=== PROBLEM TO WORK ON ===
In the listing that follows, the range to quote begins at the line that has "pub const fn has_next(&self)" and ends after the line that has "let repo = ProductRepository::new(state.pool());"; quote it verbatim and add nothing.

[DATASET RECORDS]

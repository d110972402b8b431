//! Product route handlers.

use askama::Template;
use askama_web::WebTemplate;
use axum::{
    extract::{Path, Query, State, rejection::PathRejection},
    response::{IntoResponse, Response},
};
use serde::Deserialize;
use tracing::instrument;

use simple_shop_core::{Product, ProductFilter, ProductId, ProductStatus};

use crate::db::ProductRepository;
use crate::error::Result;
use crate::filters;
use crate::middleware::OptionalUser;
use crate::models::CurrentUser;
use crate::state::AppState;

/// Products per listing page.
pub const PER_PAGE: u32 = 12;

/// Tag button that clears the tag filter.
pub const ALL_TAGS: &str = "All";

/// Listing query parameters.
#[derive(Debug, Default, Deserialize)]
pub struct ProductsQuery {
    pub q: Option<String>,
    pub tag: Option<String>,
    pub page: Option<u32>,
}

/// Page arithmetic for the product listing.
#[derive(Debug, Clone, Copy, PartialEq, Eq)]
pub struct Pagination {
    pub current_page: u32,
    pub total_pages: u32,
}

impl Pagination {
    /// Clamp `requested` into `1..=total_pages`. An empty listing has one page.
    #[must_use]
    pub fn new(total_items: i64, requested: Option<u32>) -> Self {
        let total = u32::try_from(total_items.max(0)).unwrap_or(u32::MAX);
        let total_pages = total.div_ceil(PER_PAGE).max(1);
        let current_page = requested.unwrap_or(1).clamp(1, total_pages);
        Self {
            current_page,
            total_pages,
        }
    }

    /// Rows to skip for the current page.
    #[must_use]
    pub fn offset(&self) -> i64 {
        i64::from(self.current_page - 1) * i64::from(PER_PAGE)
    }

    #[must_use]
    pub const fn has_previous(&self) -> bool {
        self.current_page > 1
    }

    #[must_use]
    pub const fn has_next(&self) -> bool {
        self.current_page < self.total_pages
    }
}

/// Product listing page template.
#[derive(Template, WebTemplate)]
#[template(path = "products/index.html")]
pub struct ProductsIndexTemplate {
    pub user: Option<CurrentUser>,
    pub products: Vec<Product>,
    pub tags: Vec<String>,
    pub q: String,
    pub active_tag: String,
    pub pagination: Pagination,
    pub previous_href: Option<String>,
    pub next_href: Option<String>,
}

impl ProductsIndexTemplate {
    /// Link selecting `tag` while keeping the search.
    #[must_use]
    pub fn tag_href(&self, tag: &str) -> String {
        let mut href = String::from("/products?");
        if !self.q.is_empty() {
            href.push_str(&format!("q={}&", urlencoding::encode(&self.q)));
        }
        href.push_str(&format!("tag={}", urlencoding::encode(tag)));
        href
    }
}

/// Product detail page template.
#[derive(Template, WebTemplate)]
#[template(path = "products/show.html")]
pub struct ProductShowTemplate {
    pub user: Option<CurrentUser>,
    pub product: Product,
}

impl ProductShowTemplate {
    /// Listing filtered to one of this product's tags.
    #[must_use]
    #[allow(clippy::unused_self)]
    pub fn tag_href(&self, name: &str) -> String {
        format!("/products?tag={}", urlencoding::encode(name))
    }

    /// This product's collection page.
    #[must_use]
    pub fn collection_href(&self) -> String {
        format!(
            "/collections/{}",
            urlencoding::encode(self.product.collection())
        )
    }
}

/// `q`/`tag` query string carried by pagination links, `&`-prefixed.
fn filter_query(filter: &ProductFilter) -> String {
    let mut query = String::new();
    if let Some(q) = &filter.q {
        query.push_str(&format!("&q={}", urlencoding::encode(q)));
    }
    if let Some(tag) = &filter.tag {
        query.push_str(&format!("&tag={}", urlencoding::encode(tag)));
    }
    query
}

/// Display product listing page.
///
/// # Errors
///
/// Returns an error if the catalog cannot be read.
#[instrument(skip_all)]
pub async fn index(
    State(state): State<AppState>,
    OptionalUser(user): OptionalUser,
    Query(query): Query<ProductsQuery>,
) -> Result<ProductsIndexTemplate> {
    let repo = ProductRepository::new(state.pool());
    let filter = ProductFilter::storefront(query.q, query.tag, None);

    let total = repo.count(&filter).await?;
    let pagination = Pagination::new(total, query.page);
    let products = repo
        .list(&filter, Some(i64::from(PER_PAGE)), pagination.offset())
        .await?;

    let mut tags = vec![ALL_TAGS.to_owned()];
    tags.extend(repo.tag_names().await?);

    let query_suffix = filter_query(&filter);
    let page_href = |page: u32| format!("/products?page={page}{query_suffix}");

    Ok(ProductsIndexTemplate {
        user,
        products,
        tags,
        previous_href: pagination
            .has_previous()
            .then(|| page_href(pagination.current_page - 1)),
        next_href: pagination
            .has_next()
            .then(|| page_href(pagination.current_page + 1)),
        q: filter.q.unwrap_or_default(),
        active_tag: filter.tag.unwrap_or_else(|| ALL_TAGS.to_owned()),
        pagination,
    })
}

/// Display product detail page. Drafts and archived products are not found.
///
/// # Errors
///
/// Returns an error if the catalog cannot be read.
#[instrument(skip_all)]
pub async fn show(
    State(state): State<AppState>,
    OptionalUser(user): OptionalUser,
    id: std::result::Result<Path<ProductId>, PathRejection>,
) -> Result<Response> {
    let Ok(Path(id)) = id else {
        return Ok(super::not_found_page(user));
    };

    let product = ProductRepository::new(state.pool())
        .get(id)
        .await?
        .filter(|p| p.status == ProductStatus::Active);

    Ok(match product {
        Some(product) => ProductShowTemplate { user, product }.into_response(),
        None => super::not_found_page(user),
    })
}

[/DATASET RECORDS]

=== ANSWER AREA ===
    pub const fn has_next(&self) -> bool {
        self.current_page < self.total_pages
    }
}

/// Product listing page template.
#[derive(Template, WebTemplate)]
#[template(path = "products/index.html")]
pub struct ProductsIndexTemplate {
    pub user: Option<CurrentUser>,
    pub products: Vec<Product>,
    pub tags: Vec<String>,
    pub q: String,
    pub active_tag: String,
    pub pagination: Pagination,
    pub previous_href: Option<String>,
    pub next_href: Option<String>,
}

impl ProductsIndexTemplate {
    /// Link selecting `tag` while keeping the search.
    #[must_use]
    pub fn tag_href(&self, tag: &str) -> String {
        let mut href = String::from("/products?");
        if !self.q.is_empty() {
            href.push_str(&format!("q={}&", urlencoding::encode(&self.q)));
        }
        href.push_str(&format!("tag={}", urlencoding::encode(tag)));
        href
    }
}

/// Product detail page template.
#[derive(Template, WebTemplate)]
#[template(path = "products/show.html")]
pub struct ProductShowTemplate {
    pub user: Option<CurrentUser>,
    pub product: Product,
}

impl ProductShowTemplate {
    /// Listing filtered to one of this product's tags.
    #[must_use]
    #[allow(clippy::unused_self)]
    pub fn tag_href(&self, name: &str) -> String {
        format!("/products?tag={}", urlencoding::encode(name))
    }

    /// This product's collection page.
    #[must_use]
    pub fn collection_href(&self) -> String {
        format!(
            "/collections/{}",
            urlencoding::encode(self.product.collection())
        )
    }
}

/// `q`/`tag` query string carried by pagination links, `&`-prefixed.
fn filter_query(filter: &ProductFilter) -> String {
    let mut query = String::new();
    if let Some(q) = &filter.q {
        query.push_str(&format!("&q={}", urlencoding::encode(q)));
    }
    if let Some(tag) = &filter.tag {
        query.push_str(&format!("&tag={}", urlencoding::encode(tag)));
    }
    query
}

/// Display product listing page.
///
/// # Errors
///
/// Returns an error if the catalog cannot be read.
#[instrument(skip_all)]
pub async fn index(
    State(state): State<AppState>,
    OptionalUser(user): OptionalUser,
    Query(query): Query<ProductsQuery>,
) -> Result<ProductsIndexTemplate> {
    let repo = ProductRepository::new(state.pool());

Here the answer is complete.